Less than a month from now, school will be back in session for most students and families across the country, and the summer tourist season will wind to an end. If you’re expecting out-of-town guests during the last weeks of summer vacation — and we know you are, because everybody and their mother wants to visit the Mile High City — and are wondering which of Denver's plethora of musical experiences might be worth their time, we have a list of music venues perfect to give them a glimpse into what makes Colorado unique.
8. Red Rocks Amphitheatre
This one is obvious. Red Rocks Park and Amphitheatre is a special venue, with fantastic views of Denver and the Front Range from the seat of a geological wonder. Those interested in the history of, and more information about, the park can visit the Trading Post, the Colorado Music Hall of Fame and the Visitor Center. Check the website for seasonal hours. Hiking, biking and sightseeing in the park is available to view the red rocks of Red Rocks before you experience a one-of-a-kind show from international and local bands, or a movie as part of the Film on the Rocks series. Just don't climb the rocks!

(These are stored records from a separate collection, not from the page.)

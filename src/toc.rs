//! Table of contents for library introductions.
//!
//! A line containing only `%TOC%` in ROBOT-format documentation is replaced
//! by a list of the introduction's top-level headings followed by the
//! sections every generated page has.

use crate::model::DocFormat;
use regex::Regex;
use std::sync::LazyLock;

pub const TOC_MARKER: &str = "%TOC%";

static RE_HEADING: LazyLock<Regex> =
    LazyLock::new(|| Regex::new(r"(?m)^\s*=\s+(.+?)\s+=\s*$").unwrap());

/// Top-level `= Heading =` titles of `doc`, in order of appearance.
pub fn headings(doc: &str) -> Vec<String> {
    RE_HEADING
        .captures_iter(doc)
        .map(|caps| caps[1].to_string())
        .collect()
}

/// Expand every `%TOC%` line of `doc`. Returns `doc` unchanged when the
/// format is not ROBOT or there is no marker line.
pub fn render_toc(doc_format: DocFormat, doc: &str, has_inits: bool) -> String {
    if doc_format != DocFormat::Robot || !doc.lines().any(is_marker) {
        return doc.to_string();
    }
    let toc = create_toc(doc, has_inits);
    doc.lines()
        .map(|line| if is_marker(line) { toc.as_str() } else { line })
        .collect::<Vec<_>>()
        .join("\n")
}

/// The TOC block itself: one `` - `entry` `` line per entry.
pub fn create_toc(doc: &str, has_inits: bool) -> String {
    let mut entries = headings(doc);
    if has_inits {
        entries.push("Importing".to_string());
    }
    entries.push("Keywords".to_string());
    entries.push("Data types".to_string());
    entries
        .iter()
        .map(|entry| render_toc_item(entry))
        .collect::<Vec<_>>()
        .join("\n")
}

pub fn render_toc_item(entry: &str) -> String {
    format!("- `{}`", entry)
}

fn is_marker(line: &str) -> bool {
    line.trim() == TOC_MARKER
}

7. The Fox Theatre, Boulder
The Fox is located in the University Hill (“the Hill”) neighborhood of Boulder, the heart of CU Boulder’s entertainment and nightlife for college students. Before the show, you can easily explore the area’s coffee shops, tattoo parlors, smoke shops, music store Albums on the Hill, and local restaurants (including a lot of great late-night food, because it is a college town, after all). And if your friends from out of town don’t see enough dreadlocks back home, they’ll surely see them in Boulder.
6. Paramount Theatre
Apart from the Paramount's being a striking art-deco space and one of Denver’s oldest theaters, its location makes it a great venue for visitors. Your friends can spend time on the 16th Street Mall before the show; although it's the most tourist-heavy part of Denver, the pedestrian mall does offer street performers, prime people-watching, shopping, and cuisine from fast food to higher-end restaurants. Plenty of transportation and hotel options make it easy for visitors as well.

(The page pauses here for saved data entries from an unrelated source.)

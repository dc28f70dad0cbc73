//! A single documented keyword (or library init).

use super::argument::ArgumentDoc;
use super::DocFormat;
use crate::format::shortdoc_from_html;
use crate::tags::Tags;
use crate::text::first_paragraph;
use serde_json::{json, Value};
use std::cell::OnceCell;

/// What a keyword knows about the library that owns it.
#[derive(Debug, Clone, PartialEq, Eq)]
pub struct KeywordParent {
    pub name: String,
    pub doc_format: DocFormat,
}

#[derive(Debug, Clone, PartialEq)]
pub struct KeywordDoc {
    pub name: String,
    pub args: Vec<ArgumentDoc>,
    pub doc: String,
    pub tags: Tags,
    pub source: Option<String>,
    /// `-1` when unknown.
    pub lineno: i64,
    shortdoc: OnceCell<String>,
    parent: Option<KeywordParent>,
}

impl KeywordDoc {
    pub fn new(name: impl Into<String>) -> Self {
        KeywordDoc {
            name: name.into(),
            args: Vec::new(),
            doc: String::new(),
            tags: Tags::default(),
            source: None,
            lineno: -1,
            shortdoc: OnceCell::new(),
            parent: None,
        }
    }

    pub fn with_doc(mut self, doc: impl Into<String>) -> Self {
        self.doc = doc.into();
        self
    }

    pub fn with_args(mut self, args: Vec<ArgumentDoc>) -> Self {
        self.args = args;
        self
    }

    pub fn with_tags<I, S>(mut self, tags: I) -> Self
    where
        I: IntoIterator<Item = S>,
        S: Into<String>,
    {
        self.tags = Tags::new(tags);
        self
    }

    pub fn with_source(mut self, source: impl Into<String>, lineno: i64) -> Self {
        self.source = Some(source.into());
        self.lineno = lineno;
        self
    }

    /// Use an explicit short doc. An empty one means "derive from `doc`".
    pub fn with_shortdoc(mut self, shortdoc: impl Into<String>) -> Self {
        let shortdoc = shortdoc.into();
        self.shortdoc = if shortdoc.is_empty() {
            OnceCell::new()
        } else {
            OnceCell::from(shortdoc)
        };
        self
    }

    /// One-line summary of `doc`, derived on first access and cached.
    pub fn shortdoc(&self) -> &str {
        self.shortdoc.get_or_init(|| self.derive_shortdoc())
    }

    /// Freeze the short doc so later changes to `doc` do not affect it.
    pub fn generate_shortdoc(&self) {
        self.shortdoc();
    }

    fn derive_shortdoc(&self) -> String {
        let html = self
            .parent
            .as_ref()
            .is_some_and(|p| p.doc_format == DocFormat::Html);
        let doc = if html {
            shortdoc_from_html(&self.doc)
        } else {
            self.doc.clone()
        };
        first_paragraph(&doc).lines().collect::<Vec<_>>().join(" ")
    }

    /// `*DEPRECATED*`, `*DEPRECATED.*` etc. at the start of the doc.
    pub fn deprecated(&self) -> bool {
        self.doc.starts_with("*DEPRECATED") && self.doc[1..].contains('*')
    }

    pub fn sort_key(&self) -> String {
        self.name.to_lowercase()
    }

    pub fn parent(&self) -> Option<&KeywordParent> {
        self.parent.as_ref()
    }

    pub(crate) fn set_parent(&mut self, parent: KeywordParent) {
        self.parent = Some(parent);
    }

    pub fn to_dictionary(&self) -> Value {
        let args: Vec<Value> = self.args.iter().map(ArgumentDoc::to_dictionary).collect();
        json!({
            "name": self.name,
            "args": args,
            "doc": self.doc,
            "shortdoc": self.shortdoc(),
            "tags": self.tags,
            "source": self.source,
            "lineno": self.lineno,
        })
    }
}

#[cfg(test)]
mod tests {
    use super::*;
    use crate::model::{ArgKind, ArgType};

    fn parented(kw: KeywordDoc, doc_format: DocFormat) -> KeywordDoc {
        let mut kw = kw;
        kw.set_parent(KeywordParent {
            name: "Lib".to_string(),
            doc_format,
        });
        kw
    }

    #[test]
    fn shortdoc_joins_first_paragraph() {
        let kw = KeywordDoc::new("K").with_doc("First line.\nSecond line.\nThird.");
        assert_eq!(kw.shortdoc(), "First line. Second line. Third.");

        let kw = KeywordDoc::new("K").with_doc("Summary\ncontinues.\n\nDetails.");
        assert_eq!(kw.shortdoc(), "Summary continues.");
    }

    #[test]
    fn shortdoc_from_html_parent() {
        let kw = parented(
            KeywordDoc::new("K").with_doc("<p>Does <b>things</b>\nwell.</p><p>More.</p>"),
            DocFormat::Html,
        );
        assert_eq!(kw.shortdoc(), "Does *things* well.");
    }

    #[test]
    fn explicit_shortdoc_wins() {
        let kw = KeywordDoc::new("K").with_doc("Long doc.").with_shortdoc("Short.");
        assert_eq!(kw.shortdoc(), "Short.");

        let kw = KeywordDoc::new("K").with_doc("Long doc.").with_shortdoc("");
        assert_eq!(kw.shortdoc(), "Long doc.");
    }

    #[test]
    fn last_explicit_shortdoc_wins() {
        let kw = KeywordDoc::new("K").with_shortdoc("First.").with_shortdoc("Second.");
        assert_eq!(kw.shortdoc(), "Second.");

        let kw = KeywordDoc::new("K").with_doc("Long doc.").with_shortdoc("First.").with_shortdoc("");
        assert_eq!(kw.shortdoc(), "Long doc.");
    }

    #[test]
    fn generated_shortdoc_is_frozen() {
        let mut kw = KeywordDoc::new("K").with_doc("Original.");
        kw.generate_shortdoc();
        kw.doc = "Changed.".to_string();
        assert_eq!(kw.shortdoc(), "Original.");
    }

    #[test]
    fn deprecation_detection() {
        let kw = |doc: &str| KeywordDoc::new("K").with_doc(doc);
        assert!(kw("*DEPRECATED* use X instead").deprecated());
        assert!(kw("*DEPRECATED in 4.0.* Gone.").deprecated());
        assert!(!kw("*DEPRECATED").deprecated());
        assert!(!kw("Not deprecated").deprecated());
        assert!(!kw("").deprecated());
    }

    #[test]
    fn dictionary_form() {
        let kw = KeywordDoc::new("Log")
            .with_doc("Logs a message.")
            .with_tags(["b", "A"])
            .with_source("lib.py", 12)
            .with_args(vec![
                ArgumentDoc::new("message", ArgKind::PositionalOrNamed).with_type(ArgType::plain("str")),
            ]);
        assert_eq!(
            kw.to_dictionary(),
            json!({
                "name": "Log",
                "args": [{
                    "name": "message",
                    "type": ["str"],
                    "default": null,
                    "kind": "POSITIONAL_OR_NAMED",
                    "required": true,
                    "repr": "message: str",
                }],
                "doc": "Logs a message.",
                "shortdoc": "Logs a message.",
                "tags": ["A", "b"],
                "source": "lib.py",
                "lineno": 12,
            })
        );
    }

    #[test]
    fn sort_key_is_lowercase_name() {
        assert_eq!(KeywordDoc::new("Open Browser").sort_key(), "open browser");
    }
}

5. The Colorado Chautauqua National Historic Landmark
Chautauqua is located at the foot of the spectacular Flatirons of Boulder. The park is open for hiking and picnicking and has cabins and cottages for rent. The historic auditorium is the state's oldest music venue and provides an atmospheric setting for dances, talks, film screenings, theater performances, and musical acts like Emmylou Harris, Steve Earle, Andrew Bird and more.
Read on for four more best Denver venues to take your out-of-town visitors to.

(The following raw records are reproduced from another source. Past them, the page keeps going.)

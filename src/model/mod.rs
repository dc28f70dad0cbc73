//! Data model for library documentation.
//!
//! A [`LibraryDoc`] owns its constructors ("inits"), keywords and the data
//! types their arguments reference. Everything here is format-agnostic; the
//! renderers in [`crate::render`] decide how a library is written out.

pub mod argument;
pub mod datatype;
pub mod keyword;
pub mod library;

pub use argument::{ArgKind, ArgType, ArgumentDoc};
pub use datatype::{
    Annotation, DataType, EnumDoc, EnumMember, NativeEnum, NativeType, NativeTypedDict,
    TypeCategory, TypeRef, TypedDictDoc,
};
pub use keyword::{KeywordDoc, KeywordParent};
pub use library::{register_types, LibraryDoc, TIMESTAMP_FORMAT};

use crate::error::{LibdocError, Result};
use serde::{Deserialize, Serialize};
use std::fmt;
use std::str::FromStr;

/// What kind of file the documented library came from.
#[derive(Debug, Clone, Copy, Default, PartialEq, Eq, Hash, Serialize, Deserialize)]
#[serde(rename_all = "UPPERCASE")]
pub enum LibraryType {
    #[default]
    Library,
    Resource,
    Suite,
}

impl LibraryType {
    pub fn as_str(&self) -> &'static str {
        match self {
            LibraryType::Library => "LIBRARY",
            LibraryType::Resource => "RESOURCE",
            LibraryType::Suite => "SUITE",
        }
    }
}

/// Library instance scope.
#[derive(Debug, Clone, Copy, Default, PartialEq, Eq, Hash, Serialize, Deserialize)]
#[serde(rename_all = "UPPERCASE")]
pub enum Scope {
    Global,
    Suite,
    #[default]
    Test,
}

impl Scope {
    pub fn as_str(&self) -> &'static str {
        match self {
            Scope::Global => "GLOBAL",
            Scope::Suite => "SUITE",
            Scope::Test => "TEST",
        }
    }
}

/// Markup used in documentation text.
#[derive(Debug, Clone, Copy, Default, PartialEq, Eq, Hash, Serialize, Deserialize)]
#[serde(rename_all = "UPPERCASE")]
pub enum DocFormat {
    #[default]
    Robot,
    Html,
    Text,
    Rest,
}

impl DocFormat {
    pub fn as_str(&self) -> &'static str {
        match self {
            DocFormat::Robot => "ROBOT",
            DocFormat::Html => "HTML",
            DocFormat::Text => "TEXT",
            DocFormat::Rest => "REST",
        }
    }

    /// Parse an optional format name. Absent or blank means ROBOT.
    pub fn parse_or_default(value: Option<&str>) -> Result<DocFormat> {
        match value.map(str::trim) {
            None | Some("") => Ok(DocFormat::default()),
            Some(name) => name.parse(),
        }
    }
}

macro_rules! impl_upper_enum {
    ($ty:ty, $what:literal, [$($name:literal => $variant:expr),+ $(,)?]) => {
        impl FromStr for $ty {
            type Err = LibdocError;

            fn from_str(s: &str) -> Result<Self> {
                match s.to_ascii_uppercase().as_str() {
                    $($name => Ok($variant),)+
                    _ => Err(LibdocError::UnknownValue {
                        what: $what,
                        value: s.to_string(),
                    }),
                }
            }
        }

        impl fmt::Display for $ty {
            fn fmt(&self, f: &mut fmt::Formatter<'_>) -> fmt::Result {
                f.write_str(self.as_str())
            }
        }
    };
}

impl_upper_enum!(LibraryType, "library type", [
    "LIBRARY" => LibraryType::Library,
    "RESOURCE" => LibraryType::Resource,
    "SUITE" => LibraryType::Suite,
]);

impl_upper_enum!(Scope, "scope", [
    "GLOBAL" => Scope::Global,
    "SUITE" => Scope::Suite,
    "TEST" => Scope::Test,
]);

impl_upper_enum!(DocFormat, "doc format", [
    "ROBOT" => DocFormat::Robot,
    "HTML" => DocFormat::Html,
    "TEXT" => DocFormat::Text,
    "REST" => DocFormat::Rest,
]);

#[cfg(test)]
mod tests {
    use super::*;

    #[test]
    fn doc_format_defaults_to_robot() {
        assert_eq!(DocFormat::parse_or_default(None).unwrap(), DocFormat::Robot);
        assert_eq!(DocFormat::parse_or_default(Some("")).unwrap(), DocFormat::Robot);
        assert_eq!(DocFormat::parse_or_default(Some("  ")).unwrap(), DocFormat::Robot);
    }

    #[test]
    fn doc_format_is_case_insensitive() {
        assert_eq!(DocFormat::parse_or_default(Some("html")).unwrap(), DocFormat::Html);
        assert_eq!("Text".parse::<DocFormat>().unwrap(), DocFormat::Text);
    }

    #[test]
    fn unknown_values_are_errors() {
        assert!("markdown".parse::<DocFormat>().is_err());
        assert!("module".parse::<LibraryType>().is_err());
        assert!("local".parse::<Scope>().is_err());
    }

    #[test]
    fn display_matches_serialized_form() {
        assert_eq!(Scope::Global.to_string(), "GLOBAL");
        assert_eq!(
            serde_json::to_value(LibraryType::Resource).unwrap(),
            serde_json::json!("RESOURCE")
        );
    }
}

4. Fiddler’s Green Amphitheatre
Like any good outdoor amphitheater in Colorado, Fiddler’s Green boasts some great views of the mountains. At one of the larger venues in Colorado (18,000 between the lawn and the fixed seats), out-of- towners can also get a glimpse of the suburbs down south in Greenwood Village. Most shows feature mega-acts of all genres, and concert-goers can take the light rail from downtown Denver.
3. The Soiled Dove Underground
The Soiled Dove is a great-sounding room southeast of downtown Denver, and perfect for a more laid-back concert setting. With a restaurant upstairs and tables for seating downstairs, the venue is perfect for your friends who prefer more comfort than that provided by sweaty rock-club gigs.
2. Planet Bluegrass, Lyons
Planet Bluegrass provides a prime opportunity to show your friends and family the beauty of Colorado’s scenery in a setting that suits stringed instruments and folk tunes. Located outside of Boulder, Planet Bluegrass has a scenic setting right along the St. Vrain Creek in the tiny hippie community of Lyons. The venue hosts several roots and bluegrass festivals throughout the summer, as well as the Wildflower Concert Series. The town is the site of the original Oskar Blues brewery, and a good place spot to highlight Colorado's craft-beer culture for visitors.
1. Ogden Theatre
The Ogden Theatre is one of several venues on Colfax Avenue — the longest commercial street in the U.S. — that hosts international touring acts and local ones on their way to making it even bigger. Built in 1917 and serving as a movie theater and vaudeville theater for many years, today the Ogden is a standard concert venue, surrounded by colorful bars, lounges and restaurants, with plenty of opportunity for your out-of-town visitors to get a taste of Denver past and present.